_WHAT THE EXERCISE ASKS_.
For the entries below, the result should be an exact transcription of the lines from the one with "is already known." up to and including the one with "pub struct EventWithRequestAndContent", and only those.

_DATA FOR THIS EXERCISE_.
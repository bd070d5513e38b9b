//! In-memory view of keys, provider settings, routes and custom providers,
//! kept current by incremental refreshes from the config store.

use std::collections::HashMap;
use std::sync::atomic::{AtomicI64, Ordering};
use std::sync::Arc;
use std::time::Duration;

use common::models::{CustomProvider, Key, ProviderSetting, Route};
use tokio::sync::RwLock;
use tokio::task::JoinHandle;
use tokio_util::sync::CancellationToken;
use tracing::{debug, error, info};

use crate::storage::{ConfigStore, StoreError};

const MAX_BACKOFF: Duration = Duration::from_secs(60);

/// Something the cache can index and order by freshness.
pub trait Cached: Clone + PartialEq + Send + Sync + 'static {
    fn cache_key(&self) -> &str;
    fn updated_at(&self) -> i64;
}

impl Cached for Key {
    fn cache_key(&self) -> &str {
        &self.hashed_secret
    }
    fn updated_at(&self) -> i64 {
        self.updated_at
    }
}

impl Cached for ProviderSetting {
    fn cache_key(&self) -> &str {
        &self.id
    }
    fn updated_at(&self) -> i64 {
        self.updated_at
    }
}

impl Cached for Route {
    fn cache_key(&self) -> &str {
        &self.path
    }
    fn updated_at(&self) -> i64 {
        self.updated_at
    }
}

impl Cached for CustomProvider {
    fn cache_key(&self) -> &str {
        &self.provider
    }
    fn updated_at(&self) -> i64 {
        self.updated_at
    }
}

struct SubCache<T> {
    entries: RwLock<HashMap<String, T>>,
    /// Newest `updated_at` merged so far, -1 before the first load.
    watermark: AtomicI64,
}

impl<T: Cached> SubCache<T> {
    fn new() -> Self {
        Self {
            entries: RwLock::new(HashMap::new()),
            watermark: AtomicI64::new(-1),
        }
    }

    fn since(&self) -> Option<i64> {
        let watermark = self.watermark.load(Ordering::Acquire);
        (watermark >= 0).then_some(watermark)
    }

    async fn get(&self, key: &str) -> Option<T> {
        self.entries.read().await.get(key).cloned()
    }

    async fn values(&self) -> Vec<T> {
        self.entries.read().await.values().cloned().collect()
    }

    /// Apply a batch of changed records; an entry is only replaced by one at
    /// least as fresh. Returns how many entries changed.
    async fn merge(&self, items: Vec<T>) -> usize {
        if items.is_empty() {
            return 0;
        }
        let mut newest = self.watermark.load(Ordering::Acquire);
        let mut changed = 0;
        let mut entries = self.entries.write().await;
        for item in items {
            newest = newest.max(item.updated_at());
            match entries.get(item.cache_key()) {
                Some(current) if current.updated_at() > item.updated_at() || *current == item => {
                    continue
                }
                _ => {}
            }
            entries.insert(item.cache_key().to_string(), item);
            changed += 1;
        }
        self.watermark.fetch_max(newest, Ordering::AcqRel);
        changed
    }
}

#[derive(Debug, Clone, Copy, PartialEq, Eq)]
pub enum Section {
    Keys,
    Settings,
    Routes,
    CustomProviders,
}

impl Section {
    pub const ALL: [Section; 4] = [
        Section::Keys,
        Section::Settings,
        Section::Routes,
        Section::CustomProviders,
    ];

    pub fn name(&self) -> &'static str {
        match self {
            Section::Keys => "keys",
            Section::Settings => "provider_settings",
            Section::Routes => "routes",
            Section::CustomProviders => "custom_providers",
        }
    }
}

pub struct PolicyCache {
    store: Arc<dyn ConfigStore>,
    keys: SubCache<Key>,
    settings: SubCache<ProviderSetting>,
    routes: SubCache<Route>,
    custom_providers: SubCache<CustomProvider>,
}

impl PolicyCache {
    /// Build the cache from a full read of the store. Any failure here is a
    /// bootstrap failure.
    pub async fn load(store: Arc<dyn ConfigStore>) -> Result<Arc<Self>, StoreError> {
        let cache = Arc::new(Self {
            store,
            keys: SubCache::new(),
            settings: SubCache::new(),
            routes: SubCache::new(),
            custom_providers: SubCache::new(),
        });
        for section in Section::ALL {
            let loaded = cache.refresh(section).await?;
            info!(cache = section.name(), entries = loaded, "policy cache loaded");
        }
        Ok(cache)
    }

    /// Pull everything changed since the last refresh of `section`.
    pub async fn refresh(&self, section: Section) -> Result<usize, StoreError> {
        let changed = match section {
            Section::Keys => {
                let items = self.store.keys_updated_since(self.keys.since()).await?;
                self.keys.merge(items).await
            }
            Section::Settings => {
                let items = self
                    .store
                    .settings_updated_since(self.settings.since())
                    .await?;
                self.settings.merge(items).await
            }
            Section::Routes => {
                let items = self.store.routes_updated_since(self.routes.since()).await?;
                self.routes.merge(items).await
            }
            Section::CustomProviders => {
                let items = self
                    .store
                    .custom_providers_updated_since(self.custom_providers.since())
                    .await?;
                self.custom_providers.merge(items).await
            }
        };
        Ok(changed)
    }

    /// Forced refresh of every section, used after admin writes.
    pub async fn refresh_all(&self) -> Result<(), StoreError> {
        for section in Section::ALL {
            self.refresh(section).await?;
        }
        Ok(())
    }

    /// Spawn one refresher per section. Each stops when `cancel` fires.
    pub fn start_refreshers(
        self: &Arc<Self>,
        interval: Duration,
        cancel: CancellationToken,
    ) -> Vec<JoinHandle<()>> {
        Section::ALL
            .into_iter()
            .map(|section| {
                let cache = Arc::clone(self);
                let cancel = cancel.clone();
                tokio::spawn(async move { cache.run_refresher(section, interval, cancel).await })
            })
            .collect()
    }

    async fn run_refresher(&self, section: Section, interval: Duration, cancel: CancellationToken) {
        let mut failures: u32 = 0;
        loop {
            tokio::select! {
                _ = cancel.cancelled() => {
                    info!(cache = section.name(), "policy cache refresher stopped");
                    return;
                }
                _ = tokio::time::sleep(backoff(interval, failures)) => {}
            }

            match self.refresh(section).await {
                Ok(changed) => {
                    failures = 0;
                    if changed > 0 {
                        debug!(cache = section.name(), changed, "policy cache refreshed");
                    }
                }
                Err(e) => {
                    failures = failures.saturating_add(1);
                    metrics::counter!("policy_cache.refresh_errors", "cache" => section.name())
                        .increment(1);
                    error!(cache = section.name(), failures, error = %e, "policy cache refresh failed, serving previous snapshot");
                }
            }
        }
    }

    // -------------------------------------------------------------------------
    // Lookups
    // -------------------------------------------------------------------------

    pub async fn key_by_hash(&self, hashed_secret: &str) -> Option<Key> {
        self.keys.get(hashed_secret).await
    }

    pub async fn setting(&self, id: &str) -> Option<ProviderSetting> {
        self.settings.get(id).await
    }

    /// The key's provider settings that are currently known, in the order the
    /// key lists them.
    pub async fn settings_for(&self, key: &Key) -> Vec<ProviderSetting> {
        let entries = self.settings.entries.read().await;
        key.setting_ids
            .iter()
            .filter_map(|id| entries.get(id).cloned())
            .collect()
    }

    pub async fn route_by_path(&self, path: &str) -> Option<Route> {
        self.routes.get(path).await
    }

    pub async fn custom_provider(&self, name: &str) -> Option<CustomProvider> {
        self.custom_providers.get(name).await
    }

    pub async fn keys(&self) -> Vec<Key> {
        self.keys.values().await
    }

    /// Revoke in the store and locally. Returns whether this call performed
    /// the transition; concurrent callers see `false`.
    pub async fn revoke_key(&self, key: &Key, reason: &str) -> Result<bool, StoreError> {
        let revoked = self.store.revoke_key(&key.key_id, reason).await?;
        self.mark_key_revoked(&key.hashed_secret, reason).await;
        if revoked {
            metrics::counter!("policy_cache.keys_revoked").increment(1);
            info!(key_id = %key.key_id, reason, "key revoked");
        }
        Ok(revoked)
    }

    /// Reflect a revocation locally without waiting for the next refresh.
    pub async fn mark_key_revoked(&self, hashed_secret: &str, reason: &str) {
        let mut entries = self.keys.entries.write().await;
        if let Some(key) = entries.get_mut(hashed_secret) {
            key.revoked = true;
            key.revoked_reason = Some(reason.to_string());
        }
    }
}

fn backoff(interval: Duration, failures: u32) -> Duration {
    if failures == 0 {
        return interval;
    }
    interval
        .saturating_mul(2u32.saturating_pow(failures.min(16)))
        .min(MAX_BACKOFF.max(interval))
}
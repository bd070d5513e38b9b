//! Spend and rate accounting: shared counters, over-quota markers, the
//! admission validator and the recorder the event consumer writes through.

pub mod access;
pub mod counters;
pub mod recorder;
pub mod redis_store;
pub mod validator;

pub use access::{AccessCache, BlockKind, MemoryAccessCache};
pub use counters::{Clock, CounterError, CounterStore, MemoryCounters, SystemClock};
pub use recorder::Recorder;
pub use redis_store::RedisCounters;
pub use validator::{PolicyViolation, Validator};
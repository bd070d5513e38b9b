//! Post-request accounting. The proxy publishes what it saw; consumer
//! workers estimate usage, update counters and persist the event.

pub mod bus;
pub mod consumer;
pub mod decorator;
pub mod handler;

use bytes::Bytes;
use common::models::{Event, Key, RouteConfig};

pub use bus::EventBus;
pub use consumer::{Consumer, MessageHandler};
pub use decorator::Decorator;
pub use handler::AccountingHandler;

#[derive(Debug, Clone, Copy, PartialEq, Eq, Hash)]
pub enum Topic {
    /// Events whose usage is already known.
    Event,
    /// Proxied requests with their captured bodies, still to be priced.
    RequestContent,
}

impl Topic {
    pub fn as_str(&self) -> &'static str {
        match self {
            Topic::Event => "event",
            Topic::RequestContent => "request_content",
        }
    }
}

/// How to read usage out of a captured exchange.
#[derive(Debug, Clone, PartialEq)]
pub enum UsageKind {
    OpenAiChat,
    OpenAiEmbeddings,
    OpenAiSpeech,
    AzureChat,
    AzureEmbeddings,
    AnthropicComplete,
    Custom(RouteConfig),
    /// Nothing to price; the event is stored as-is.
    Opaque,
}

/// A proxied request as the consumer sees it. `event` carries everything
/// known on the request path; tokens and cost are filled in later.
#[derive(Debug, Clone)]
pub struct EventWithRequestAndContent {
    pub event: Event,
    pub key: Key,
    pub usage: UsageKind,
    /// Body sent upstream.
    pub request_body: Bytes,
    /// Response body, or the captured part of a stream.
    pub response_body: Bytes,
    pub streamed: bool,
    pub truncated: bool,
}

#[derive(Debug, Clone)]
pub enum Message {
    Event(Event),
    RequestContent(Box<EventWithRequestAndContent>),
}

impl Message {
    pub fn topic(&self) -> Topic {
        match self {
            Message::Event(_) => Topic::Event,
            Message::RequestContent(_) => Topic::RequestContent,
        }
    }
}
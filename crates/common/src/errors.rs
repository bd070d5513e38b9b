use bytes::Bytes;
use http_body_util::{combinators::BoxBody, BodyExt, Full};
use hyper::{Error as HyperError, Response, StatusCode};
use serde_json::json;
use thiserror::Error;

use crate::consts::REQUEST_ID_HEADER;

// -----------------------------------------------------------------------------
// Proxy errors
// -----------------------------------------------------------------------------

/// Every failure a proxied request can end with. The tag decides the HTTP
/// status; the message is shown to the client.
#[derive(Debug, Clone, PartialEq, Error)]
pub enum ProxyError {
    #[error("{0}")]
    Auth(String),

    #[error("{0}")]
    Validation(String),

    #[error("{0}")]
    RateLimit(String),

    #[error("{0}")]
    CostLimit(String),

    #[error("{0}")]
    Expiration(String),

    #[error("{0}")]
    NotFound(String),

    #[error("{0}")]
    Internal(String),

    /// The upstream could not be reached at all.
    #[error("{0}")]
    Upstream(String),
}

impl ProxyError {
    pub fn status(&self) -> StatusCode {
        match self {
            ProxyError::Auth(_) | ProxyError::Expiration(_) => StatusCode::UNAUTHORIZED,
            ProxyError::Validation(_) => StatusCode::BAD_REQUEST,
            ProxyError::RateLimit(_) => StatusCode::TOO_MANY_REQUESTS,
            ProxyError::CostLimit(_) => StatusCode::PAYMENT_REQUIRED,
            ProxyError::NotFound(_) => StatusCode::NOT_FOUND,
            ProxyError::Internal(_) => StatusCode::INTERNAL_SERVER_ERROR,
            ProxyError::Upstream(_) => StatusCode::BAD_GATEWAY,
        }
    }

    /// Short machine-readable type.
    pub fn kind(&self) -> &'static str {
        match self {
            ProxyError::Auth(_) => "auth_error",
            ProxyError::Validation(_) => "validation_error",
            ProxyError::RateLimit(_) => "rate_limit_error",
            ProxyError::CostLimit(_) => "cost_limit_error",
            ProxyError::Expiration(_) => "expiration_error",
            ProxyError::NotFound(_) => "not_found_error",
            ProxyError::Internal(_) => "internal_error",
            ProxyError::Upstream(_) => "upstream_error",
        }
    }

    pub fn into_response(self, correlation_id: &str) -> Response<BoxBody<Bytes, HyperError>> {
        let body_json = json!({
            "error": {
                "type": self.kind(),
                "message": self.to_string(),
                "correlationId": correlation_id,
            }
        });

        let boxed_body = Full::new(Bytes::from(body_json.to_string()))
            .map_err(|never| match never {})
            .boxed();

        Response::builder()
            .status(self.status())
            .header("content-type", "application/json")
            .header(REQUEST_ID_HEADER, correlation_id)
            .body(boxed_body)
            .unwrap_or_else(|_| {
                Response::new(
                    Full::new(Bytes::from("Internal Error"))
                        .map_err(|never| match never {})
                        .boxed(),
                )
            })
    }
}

_RESPONSE TO THIS EXERCISE_.
    /// Events whose usage is already known.
    Event,
    /// Proxied requests with their captured bodies, still to be priced.
    RequestContent,
}

impl Topic {
    pub fn as_str(&self) -> &'static str {
        match self {
            Topic::Event => "event",
            Topic::RequestContent => "request_content",
        }
    }
}

/// How to read usage out of a captured exchange.
#[derive(Debug, Clone, PartialEq)]
pub enum UsageKind {
    OpenAiChat,
    OpenAiEmbeddings,
    OpenAiSpeech,
    AzureChat,
    AzureEmbeddings,
    AnthropicComplete,
    Custom(RouteConfig),
    /// Nothing to price; the event is stored as-is.
    Opaque,
}

/// A proxied request as the consumer sees it. `event` carries everything
/// known on the request path; tokens and cost are filled in later.
#[derive(Debug, Clone)]
pub struct EventWithRequestAndContent {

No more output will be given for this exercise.